A Polícia Civil de São Paulo recebeu nesta segunda-feira (24) a decisão do ministro Flávio Dino, do Supremo Tribunal Federal (STF), que determina o compartilhamento com a Polícia Federal (PF) de dados e documentos apreendidos na Operação Wi-Fi. O prazo para a entrega do material é de cinco dias.
A operação, realizada em junho, mirou o Instituto Conhecer Brasil (ICB), ligado à produtora Go UP, responsável pelo filme “Dark Horse”, cinebiografia sobre o ex-presidente Jair Bolsonaro (PL). A Polícia Civil investiga suspeitas de fraude em contrato com a Prefeitura de São Paulo, no valor de R$ 108 milhões por ano.
No inquérito do STF, os dados serão usados para apurar se emendas parlamentares abasteceram a produção do filme. A PF argumentou que os elementos recolhidos pela Polícia Civil, como computadores, celulares, documentos contábeis e registros financeiros, podem acelerar a investigação.
O delegado responsável em São Paulo já contatou o delegado da Coordenação de Inquéritos nos Tribunais Superiores, em Brasília, para agilizar a remessa.
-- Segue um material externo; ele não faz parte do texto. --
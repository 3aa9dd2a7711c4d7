//! Server settings loaded via OrthoConfig and the derived runtime config.

use ortho_config::OrthoConfig;
use serde::Deserialize;

const DEFAULT_HOST: &str = "0.0.0.0";
const DEFAULT_PORT: u16 = 8080;

/// Settings layered from CLI flags, `TRIPLINE_*` environment variables and
/// configuration files.
#[derive(Debug, Clone, Deserialize, OrthoConfig)]
#[ortho_config(prefix = "TRIPLINE")]
pub struct ServerSettings {
    /// Interface to bind.
    pub host: Option<String>,
    /// Port to bind.
    pub port: Option<u16>,
    /// Emit human-readable log lines instead of JSON.
    #[ortho_config(default = false)]
    pub pretty_logs: bool,
}

impl ServerSettings {
    /// Return the configured host, falling back to all interfaces.
    pub fn host(&self) -> &str {
        self.host.as_deref().unwrap_or(DEFAULT_HOST)
    }

    /// Return the configured port, falling back to 8080.
    pub fn port(&self) -> u16 {
        self.port.unwrap_or(DEFAULT_PORT)
    }
}

/// Runtime configuration for creating the HTTP server.
#[derive(Debug, Clone, PartialEq, Eq)]
pub struct ServerConfig {
    pub(crate) host: String,
    pub(crate) port: u16,
}

impl ServerConfig {
    #[must_use]
    pub fn new(host: impl Into<String>, port: u16) -> Self {
        Self {
            host: host.into(),
            port,
        }
    }

    /// Address tuple handed to `HttpServer::bind`.
    #[must_use]
    pub fn bind_addr(&self) -> (&str, u16) {
        (self.host.as_str(), self.port)
    }
}

impl From<&ServerSettings> for ServerConfig {
    fn from(settings: &ServerSettings) -> Self {
        Self::new(settings.host(), settings.port())
    }
}
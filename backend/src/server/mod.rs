//! Server construction and middleware wiring.

mod config;

pub use config::{ServerConfig, ServerSettings};

use std::sync::Arc;

use actix_web::dev::{Server, ServiceFactory, ServiceRequest, ServiceResponse};
use actix_web::middleware::from_fn;
use actix_web::{App, HttpServer, web};
use mockable::DefaultClock;
use tracing::info;

use tripline::trace_requests;
#[cfg(debug_assertions)]
use tripline::doc::ApiDoc;
use tripline::inbound::http::health::{Readiness, live, ready};
use tripline::inbound::http::state::HttpState;
use tripline::inbound::http::{api_scope, json_config, route_not_found};
#[cfg(debug_assertions)]
use utoipa::OpenApi;
#[cfg(debug_assertions)]
use utoipa_swagger_ui::SwaggerUi;

#[derive(Clone)]
struct AppDependencies {
    readiness: web::Data<Readiness>,
    http_state: web::Data<HttpState>,
}

fn build_app(
    deps: AppDependencies,
) -> App<
    impl ServiceFactory<
        ServiceRequest,
        Config = (),
        Response = ServiceResponse,
        Error = actix_web::Error,
        InitError = (),
    >,
> {
    let AppDependencies {
        readiness,
        http_state,
    } = deps;

    let app = App::new()
        .app_data(readiness)
        .app_data(http_state)
        .app_data(json_config())
        .wrap(from_fn(trace_requests))
        .service(api_scope())
        .service(ready)
        .service(live);

    #[cfg(debug_assertions)]
    let app = app.service(SwaggerUi::new("/docs").url("/api-docs/openapi.json", ApiDoc::openapi()));

    app.default_service(web::to(route_not_found))
}

/// Construct an Actix HTTP server; `readiness` flips once the socket is bound.
///
/// # Errors
/// Propagates [`std::io::Error`] when binding the socket fails.
pub fn create_server(
    readiness: web::Data<Readiness>,
    config: ServerConfig,
) -> std::io::Result<Server> {
    let server_readiness = readiness.clone();
    let http_state = web::Data::new(HttpState::in_memory(Arc::new(DefaultClock)));

    let server = HttpServer::new(move || {
        build_app(AppDependencies {
            readiness: server_readiness.clone(),
            http_state: http_state.clone(),
        })
    })
    .bind(config.bind_addr())?
    .run();

    let (host, port) = config.bind_addr();
    info!(%host, port, "server listening");
    readiness.mark_listening();
    Ok(server)
}
//! Per-request trace scope and completion logging.
//!
//! Every request is served inside a fresh [`TraceId`] scope. The failure
//! boundary reads that scope when it writes an error envelope, so a failed
//! response's `traceId` always equals its `trace-id` header. Successful
//! responses get the header here.

use actix_web::Error;
use actix_web::body::MessageBody;
use actix_web::dev::{ServiceRequest, ServiceResponse};
use actix_web::http::header::{HeaderName, HeaderValue};
use actix_web::middleware::Next;
use tracing::{debug, info, warn};

use crate::domain::{TRACE_ID_HEADER, TraceId};

/// Function middleware; wrap with `actix_web::middleware::from_fn`.
///
/// # Examples
/// ```
/// use actix_web::App;
/// use actix_web::middleware::from_fn;
/// use tripline::middleware::trace_requests;
///
/// let app = App::new().wrap(from_fn(trace_requests));
/// ```
pub async fn trace_requests(
    req: ServiceRequest,
    next: Next<impl MessageBody + 'static>,
) -> Result<ServiceResponse, Error> {
    let trace_id = TraceId::generate();
    let method = req.method().clone();
    let path = req.path().to_owned();

    let mut res = TraceId::scope(trace_id, next.call(req)).await?;

    let status = res.status().as_u16();
    match res.response().error() {
        Some(failure) if res.status().is_server_error() => {
            warn!(%trace_id, %method, %path, status, error = %failure, "request failed");
        }
        Some(failure) => {
            info!(%trace_id, %method, %path, status, error = %failure, "request rejected");
        }
        None => debug!(%trace_id, %method, %path, status, "request completed"),
    }

    if !res.headers().contains_key(TRACE_ID_HEADER) {
        stamp(&mut res, trace_id);
    }
    Ok(res.map_into_boxed_body())
}

fn stamp<B>(res: &mut ServiceResponse<B>, trace_id: TraceId) {
    match HeaderValue::from_str(&trace_id.to_string()) {
        Ok(value) => {
            res.headers_mut()
                .insert(HeaderName::from_static(TRACE_ID_HEADER), value);
        }
        Err(error) => warn!(%error, %trace_id, "trace identifier is not a valid header"),
    }
}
O ministro Dino considerou o pedido da PF pertinente e alinhado ao entendimento do STF.
O inquérito foi aberto após Dino solicitar apuração da Controladoria-Geral da União sobre emendas dos deputados Mário Frias, Marcos Pollon e Bia Kicis destinadas ao ICB e à Academia Nacional de Cultura (ANC), entidades ligadas a Karina Ferreira da Gama, dona da Go UP.